WHAT THE EXERCISE ASKS: Beginning with the first line below, please restate each line exactly, down to and including the line containing "let op = edit.resolve(doc.len());".

[Stored dataset items]
----

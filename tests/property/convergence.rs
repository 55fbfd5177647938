//! Property-based tests for replica convergence and batch rebasing

use proptest::prelude::*;
use xfcollab::client::{EditorSurface, TextBuffer};
use xfcollab::client::CodeDocument;
use xfcollab::shared::EditOp;

/// One edit expressed relative to the current length of a document
#[derive(Debug, Clone)]
struct RelativeEdit {
    position: usize,
    delete: usize,
    insert: String,
}

impl RelativeEdit {
    fn resolve(&self, len: usize) -> EditOp {
        let offset = if len == 0 { 0 } else { self.position % (len + 1) };
        let delete = self.delete.min(len - offset);
        EditOp::replace(offset, delete, self.insert.clone())
    }
}

fn relative_edit() -> impl Strategy<Value = RelativeEdit> {
    (0usize..64, 0usize..4, "[a-z]{0,3}").prop_map(|(position, delete, insert)| RelativeEdit {
        position,
        delete,
        insert,
    })
}

/// Apply edits one transaction at a time and return the updates produced
fn edit_all(doc: &mut CodeDocument, edits: &[RelativeEdit]) -> Vec<Vec<u8>> {
    edits
        .iter()
        .filter_map(|edit| {
            let op = edit.resolve(doc.len());
            doc.capture_local_change(&[op]).map(|change| change.update)
        })
        .collect()
}

/// Merge two ordered update streams, taking from `a` where the mask says so
fn interleave(a: &[Vec<u8>], b: &[Vec<u8>], mask: &[bool]) -> Vec<Vec<u8>> {
    let (mut i, mut j) = (0, 0);
    let mut out = Vec::with_capacity(a.len() + b.len());
    for take_a in mask.iter().copied().chain(std::iter::repeat(true)) {
        if i == a.len() && j == b.len() {
            break;
        }
        if (take_a && i < a.len()) || j == b.len() {
            out.push(a[i].clone());
            i += 1;
        } else {
            out.push(b[j].clone());
            j += 1;
        }
    }
    out
}

/// Non-overlapping regions of a base string, in pre-edit coordinates
fn batch_over(base: &str, regions: &[(usize, usize, String)]) -> Vec<EditOp> {
    let len = base.len();
    let mut cursor = 0;
    let mut batch = Vec::new();
    for (index, (gap, delete, insert)) in regions.iter().enumerate() {
        let gap = if index == 0 { *gap } else { gap + 1 };
        let offset = cursor + gap;
        if offset > len {
            break;
        }
        let delete = (*delete).min(len - offset);
        batch.push(EditOp::replace(offset, delete, insert.clone()));
        cursor = offset + delete;
    }
    batch
}

proptest! {
    #[test]
    fn test_two_replicas_converge(
        base in "[a-z]{0,12}",
        a_edits in prop::collection::vec(relative_edit(), 0..12),
        b_edits in prop::collection::vec(relative_edit(), 0..12),
        mask_a in prop::collection::vec(any::<bool>(), 0..24),
        mask_b in prop::collection::vec(any::<bool>(), 0..24),
    ) {
        let mut origin = CodeDocument::new();
        origin.capture_local_change(&[EditOp::insert(0, base.clone())]);
        let snapshot = origin.snapshot();

        let mut a = CodeDocument::new();
        let mut b = CodeDocument::new();
        a.apply_remote(&snapshot).unwrap();
        b.apply_remote(&snapshot).unwrap();

        let from_a = edit_all(&mut a, &a_edits);
        let from_b = edit_all(&mut b, &b_edits);

        // Each replica sees its peer's stream in order; only the
        // interleaving with its own history differs.
        let mut a_view = CodeDocument::new();
        for update in interleave(&[snapshot.clone()], &from_a, &mask_a)
            .iter()
            .chain(from_b.iter())
        {
            a_view.apply_remote(update).unwrap();
        }
        for update in &from_b {
            a.apply_remote(update).unwrap();
        }
        for update in &from_a {
            b.apply_remote(update).unwrap();
        }

        let mut relay_order = CodeDocument::new();
        relay_order.apply_remote(&snapshot).unwrap();
        for update in interleave(&from_a, &from_b, &mask_b) {
            relay_order.apply_remote(&update).unwrap();
        }

        prop_assert_eq!(a.content(), b.content());
        prop_assert_eq!(a_view.content(), a.content());
        prop_assert_eq!(relay_order.content(), a.content());
    }

    #[test]
    fn test_reapplying_updates_is_idempotent(
        edits in prop::collection::vec(relative_edit(), 1..10),
    ) {
        let mut source = CodeDocument::new();
        let updates = edit_all(&mut source, &edits);

        let mut replica = CodeDocument::new();
        for update in updates.iter().chain(updates.iter()) {
            replica.apply_remote(update).unwrap();
        }
        replica.apply_remote(&source.snapshot()).unwrap();

        prop_assert_eq!(replica.content(), source.content());
    }

    #[test]
    fn test_out_of_order_delivery_converges(
        edits in prop::collection::vec(relative_edit(), 1..10),
    ) {
        let mut source = CodeDocument::new();
        let updates = edit_all(&mut source, &edits);

        let mut replica = CodeDocument::new();
        for update in updates.iter().rev() {
            replica.apply_remote(update).unwrap();
        }

        prop_assert_eq!(replica.content(), source.content());
    }

    #[test]
    fn test_batch_matches_surface_edit(
        base in "[a-z]{0,20}",
        regions in prop::collection::vec((0usize..4, 0usize..4, "[A-Z]{0,3}"), 0..5),
        reverse in any::<bool>(),
    ) {
        let mut batch = batch_over(&base, &regions);
        if reverse {
            batch.reverse();
        }

        let mut surface = TextBuffer::with_text(base.clone());
        surface.apply_user_edit(batch.clone());

        let mut doc = CodeDocument::new();
        doc.capture_local_change(&[EditOp::insert(0, base.clone())]);
        doc.capture_local_change(&batch);

        prop_assert_eq!(doc.content(), surface.value());
    }
}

----

TASK RESPONSE:
filename tests/property/convergence.rs
repository 55fbfd5177647938
//! Property-based tests for replica convergence and batch rebasing

use proptest::prelude::*;
use xfcollab::client::{EditorSurface, TextBuffer};
use xfcollab::client::CodeDocument;
use xfcollab::shared::EditOp;

/// One edit expressed relative to the current length of a document
#[derive(Debug, Clone)]
struct RelativeEdit {
    position: usize,
    delete: usize,
    insert: String,
}

impl RelativeEdit {
    fn resolve(&self, len: usize) -> EditOp {
        let offset = if len == 0 { 0 } else { self.position % (len + 1) };
        let delete = self.delete.min(len - offset);
        EditOp::replace(offset, delete, self.insert.clone())
    }
}

fn relative_edit() -> impl Strategy<Value = RelativeEdit> {
    (0usize..64, 0usize..4, "[a-z]{0,3}").prop_map(|(position, delete, insert)| RelativeEdit {
        position,
        delete,
        insert,
    })
}

/// Apply edits one transaction at a time and return the updates produced
fn edit_all(doc: &mut CodeDocument, edits: &[RelativeEdit]) -> Vec<Vec<u8>> {
    edits
        .iter()
        .filter_map(|edit| {
            let op = edit.resolve(doc.len());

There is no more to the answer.